Bug 277959 - Refactor of usr.sbin/daemon caused regression in restart parameter
Summary: Refactor of usr.sbin/daemon caused regression in restart parameter
Status: In Progress
Alias: None
Product: Base System
Classification: Unclassified
Component: bin (show other bugs)
Version: 13.3-STABLE
Hardware: Any Any
: --- Affects Many People
Assignee: Kyle Evans
URL: https://reviews.freebsd.org/D47003
Keywords: regression, vendor
: 282694 (view as bug list)
Depends on:
Blocks:
 
Reported: 2024-03-25 20:12 UTC by Andrew Walker
Modified: 2024-12-18 10:43 UTC (History)
8 users (show)

See Also:


Attachments

Note You need to log in before you can comment on or make changes to this bug.
Description Andrew Walker 2024-03-25 20:12:39 UTC
/usr/sbin/daemon was refactored to use kqueue in b64f569e5c051ff1acbfd7fefb3d32005957fc80. 

As a result of this if daemon is being used to supervise process with -r -R, then if supervised child process dies and SIGTERM sent to daemon, it will hang indefinitely (observed 24 hour hang).

For example if daemon is used to monitor collectd as follows:

/usr/sbin/daemon -f -p /var/run/collectd.pid -P/var/run/collectd-daemon.pid -r -R 60 /usr/local/sbin/collectd -f

and then

kill -9 <collectd pid>

and then
kill -15 <collectd-daemon.pid>

last kill reproduces issue.

Reverting to daemon from before above-referenced commit fixes issue.
Comment 1 Ray Bellis 2024-05-15 10:18:47 UTC
Possibly related, but since upgrading to 13.3 we've seen repeated instances of `daemon` exiting but leaving the child process (a Perl script) running.

It's feasible that this is associated with a perl libwww POST that is timing out, perhaps raising a signal that is propagating to `daemon`?

I'm running truss on some of my systems to try to determine root cause, and will raise a separate ticket if it turns out to be unrelated.
Comment 2 Rudolph 2024-06-18 10:38:49 UTC
This seems to happen in FreeBSD 14.0 too.
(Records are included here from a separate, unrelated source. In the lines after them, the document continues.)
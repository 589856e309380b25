use async_openai::{
    config::OpenAIConfig,
    error::OpenAIError,
    types::{
        ChatCompletionRequestAssistantMessageArgs, ChatCompletionRequestMessage,
        ChatCompletionRequestSystemMessageArgs, ChatCompletionRequestUserMessageArgs,
        CreateChatCompletionRequest, CreateChatCompletionRequestArgs,
        CreateChatCompletionStreamResponse,
        FinishReason as OpenAiFinishReason,
    },
    Client,
};
use async_trait::async_trait;
use futures_util::StreamExt;
use thiserror::Error;
use tokio::sync::mpsc;
use tracing::{debug, error, info};
use watashi_shared::{ChatMessage, FinishMetadata, FinishReason, MessageRole, StreamChunk, Usage};

#[derive(Debug, Error)]
pub enum ProviderError {
    #[error("{0}")]
    Api(#[from] OpenAIError),
    #[error("{0}")]
    Unavailable(String),
}

/// Everything the provider needs for one completion.
#[derive(Debug, Clone, PartialEq)]
pub struct ModelRequest {
    pub system_prompt: String,
    pub temperature: f32,
    pub messages: Vec<ChatMessage>,
}

/// The hosted model. Implementations spawn a producer that pushes chunks into
/// the returned channel in provider order and closes it when done. A closed
/// receiver means the caller went away and the producer should stop.
#[async_trait]
pub trait ModelProvider: Send + Sync {
    async fn stream_chat(
        &self,
        request: ModelRequest,
    ) -> Result<mpsc::UnboundedReceiver<StreamChunk>, ProviderError>;
}

/// Provider backed by an OpenAI-compatible chat completions endpoint.
pub struct LlmService {
    client: Client<OpenAIConfig>,
    model: String,
    max_tokens: u32,
}

impl LlmService {
    pub fn new(api_key: String, api_base: String, model: String, max_tokens: u32) -> Self {
        info!("Initializing LLM service with model: {} at {}", model, api_base);
        let config = OpenAIConfig::new()
            .with_api_key(api_key)
            .with_api_base(api_base);
        let client = Client::with_config(config);
        Self {
            client,
            model,
            max_tokens,
        }
    }

    pub fn model(&self) -> &str {
        &self.model
    }

    #[allow(deprecated)]
    fn build_request(&self, request: ModelRequest) -> Result<CreateChatCompletionRequest, OpenAIError> {
        let history = request
            .messages
            .into_iter()
            .map(convert_message)
            .collect::<Result<Vec<_>, _>>()?;

        let system_message = ChatCompletionRequestMessage::System(
            ChatCompletionRequestSystemMessageArgs::default()
                .content(request.system_prompt)
                .build()?,
        );

        let mut messages = Vec::with_capacity(1 + history.len());
        messages.push(system_message);
        messages.extend(history);

        CreateChatCompletionRequestArgs::default()
            .model(&self.model)
            .messages(messages)
            .temperature(request.temperature)
            .max_tokens(self.max_tokens)
            .stream(true)
            .build()
    }
}

#[async_trait]
impl ModelProvider for LlmService {
    async fn stream_chat(
        &self,
        request: ModelRequest,
    ) -> Result<mpsc::UnboundedReceiver<StreamChunk>, ProviderError> {
        let message_count = request.messages.len();
        let request = self.build_request(request)?;
        debug!(
            model = %self.model,
            messages = message_count,
            temperature = ?request.temperature,
            "opening provider stream"
        );

        let mut stream = self.client.chat().create_stream(request).await.map_err(|e| {
            error!("Failed to create provider stream: {:?}", e);
            ProviderError::from(e)
        })?;

        // The request is only sent once the stream is polled, so wait for the
        // first event here; connection and status failures surface as errors.
        let first = match stream.next().await {
            Some(Ok(response)) => Some(response),
            Some(Err(e)) => {
                error!("Provider rejected the request: {:?}", e);
                return Err(ProviderError::from(e));
            }
            None => None,
        };

        let (tx, rx) = mpsc::unbounded_channel();
        let mut progress = StreamProgress::default();
        if let Some(response) = first {
            // rx is still held here, so this send cannot fail
            progress.absorb(response, &tx);
        }

        tokio::spawn(async move {
            while let Some(result) = stream.next().await {
                match result {
                    Ok(response) => {
                        if !progress.absorb(response, &tx) {
                            debug!("Caller dropped the stream, stopping provider read");
                            return;
                        }
                    }
                    Err(e) => {
                        error!("Provider stream error: {:?}", e);
                        let message = match &e {
                            OpenAIError::ApiError(api_err) => {
                                format!("Provider API error: {}", api_err.message)
                            }
                            _ => format!("Provider error: {}", e),
                        };
                        let _ = tx.send(StreamChunk::Error(message));
                        return;
                    }
                }
            }

            if tx.send(progress.finish()).is_err() {
                debug!("Caller dropped the stream before finish");
            }
        });

        Ok(rx)
    }
}

/// Finish metadata gathered while forwarding provider events.
#[derive(Default)]
struct StreamProgress {
    finish_reason: Option<FinishReason>,
    usage: Option<Usage>,
}

impl StreamProgress {
    /// Forward the text of one event. Returns false once the caller is gone.
    fn absorb(
        &mut self,
        response: CreateChatCompletionStreamResponse,
        tx: &mpsc::UnboundedSender<StreamChunk>,
    ) -> bool {
        if let Some(reported) = response.usage {
            self.usage = Some(Usage {
                prompt_tokens: reported.prompt_tokens,
                completion_tokens: reported.completion_tokens,
            });
        }
        let Some(choice) = response.choices.first() else {
            return true;
        };
        if let Some(delta) = choice.delta.content.as_ref().filter(|d| !d.is_empty()) {
            if tx.send(StreamChunk::Text(delta.clone())).is_err() {
                return false;
            }
        }
        if let Some(reason) = &choice.finish_reason {
            self.finish_reason = Some(convert_finish_reason(reason));
        }
        true
    }

    fn finish(self) -> StreamChunk {
        StreamChunk::Finish(FinishMetadata {
            finish_reason: self.finish_reason.unwrap_or(FinishReason::Unknown),
            usage: self.usage,
        })
    }
}

fn convert_message(msg: ChatMessage) -> Result<ChatCompletionRequestMessage, OpenAIError> {
    let message = match msg.role {
        MessageRole::System => ChatCompletionRequestMessage::System(
            ChatCompletionRequestSystemMessageArgs::default()
                .content(msg.content)
                .build()?,
        ),
        MessageRole::User => ChatCompletionRequestMessage::User(
            ChatCompletionRequestUserMessageArgs::default()
                .content(msg.content)
                .build()?,
        ),
        MessageRole::Assistant => ChatCompletionRequestMessage::Assistant(
            ChatCompletionRequestAssistantMessageArgs::default()
                .content(msg.content)
                .build()?,
        ),
    };
    Ok(message)
}

fn convert_finish_reason(reason: &OpenAiFinishReason) -> FinishReason {
    match reason {
        OpenAiFinishReason::Stop => FinishReason::Stop,
        OpenAiFinishReason::Length => FinishReason::Length,
        OpenAiFinishReason::ContentFilter => FinishReason::ContentFilter,
        OpenAiFinishReason::ToolCalls | OpenAiFinishReason::FunctionCall => FinishReason::ToolCalls,
    }
}

#[cfg(test)]
mod tests {
    use super::*;

    fn service() -> LlmService {
        LlmService::new(
            "sk-test".to_string(),
            "http://127.0.0.1:9/v1".to_string(),
            "claude-3-haiku-20240307".to_string(),
            512,
        )
    }

    #[test]
    #[allow(deprecated)]
    fn request_puts_system_prompt_first_and_keeps_history_order() {
        let request = service()
            .build_request(ModelRequest {
                system_prompt: "be nice".to_string(),
                temperature: 0.0,
                messages: vec![
                    ChatMessage::user("one"),
                    ChatMessage::assistant("two"),
                    ChatMessage::user("three"),
                ],
            })
            .unwrap();

        assert_eq!(request.model, "claude-3-haiku-20240307");
        assert_eq!(request.temperature, Some(0.0));
        assert_eq!(request.max_tokens, Some(512));
        assert_eq!(request.stream, Some(true));

        let json = serde_json::to_value(&request.messages).unwrap();
        let roles: Vec<_> = json
            .as_array()
            .unwrap()
            .iter()
            .map(|m| m["role"].as_str().unwrap().to_string())
            .collect();
        assert_eq!(roles, vec!["system", "user", "assistant", "user"]);
        assert_eq!(json[0]["content"], "be nice");
        assert_eq!(json[3]["content"], "three");
    }

    #[test]
    fn finish_reasons_map_onto_stream_vocabulary() {
        assert_eq!(convert_finish_reason(&OpenAiFinishReason::Stop), FinishReason::Stop);
        assert_eq!(
            convert_finish_reason(&OpenAiFinishReason::FunctionCall),
            FinishReason::ToolCalls
        );
    }
}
I didn't yet try this in FreeBSD 14.1.
Comment 3 Mark Linimon freebsd_committer freebsd_triage 2024-06-18 11:09:16 UTC
^Triage: adds Keywords; also Cc: committer of
https://cgit.freebsd.org/src/commit/usr.sbin/daemon/daemon.c?id=b64f569e5c051ff1acbfd7fefb3d32005957fc80 20231213 .
Comment 4 Dag-Erling Smørgrav freebsd_committer freebsd_triage 2024-06-18 14:22:04 UTC
I didn't commit this, Kyle Evans did:

https://cgit.freebsd.org/src/commit/usr.sbin/daemon/daemon.c?id=8935a3993219be76c7ea03e9ad4509657d08af6c
Comment 5 Kyle Evans freebsd_committer freebsd_triage 2024-06-18 18:37:34 UTC
In the new model we're effectively dropping SIGTERM on the floor because it's all handled by the event loop, but killing the supervised process pushes us out of the event loop until we restart it again and the kqueue we use isn't persistent across restarts.  SIGTERM and SIGHUP should likely move back into the normal signal handling facilities if we're going to get this right.
Comment 6 Kyle Evans freebsd_committer freebsd_triage 2024-07-02 07:05:07 UTC
I have a tentative patch for this, but I'm still thinking about it a little bit.  My current approach is to pull the kqueue out of the eventloop and stop recreating it every time; the pipe read event will drop out when we close the read-side and leave just the signals.  daemon_sleep() then switches to using a one-shot EVFILT_TIMER instead of nanosleep(2) so that it can still process signals received in the interim following a previously processed SIGCHLD.
Comment 7 Rudolph 2024-08-26 13:13:26 UTC
Any news on this issue?
Comment 8 Rudolph 2024-10-07 14:16:44 UTC
Is there anything I can do to help fix this issue?
Comment 9 Kyle Evans freebsd_committer freebsd_triage 2024-10-07 14:19:39 UTC
(In reply to Rudolph from comment #8)

Sorry, I'll throw it on my list to revisit this shortly.
Comment 10 Kyle Evans freebsd_committer freebsd_triage 2024-10-08 05:32:28 UTC
The stack starting at https://reviews.freebsd.org/D47003 should address and test this.
Comment 11 Rudolph 2024-10-08 05:54:27 UTC
Great! Thanks so much. I'll go ahead and check the patches on my machine, if I can figure out how to compile it.
Comment 12 Rudolph 2024-10-08 06:12:48 UTC
I just successfully compiled and verified that these patches indeed fix the issue.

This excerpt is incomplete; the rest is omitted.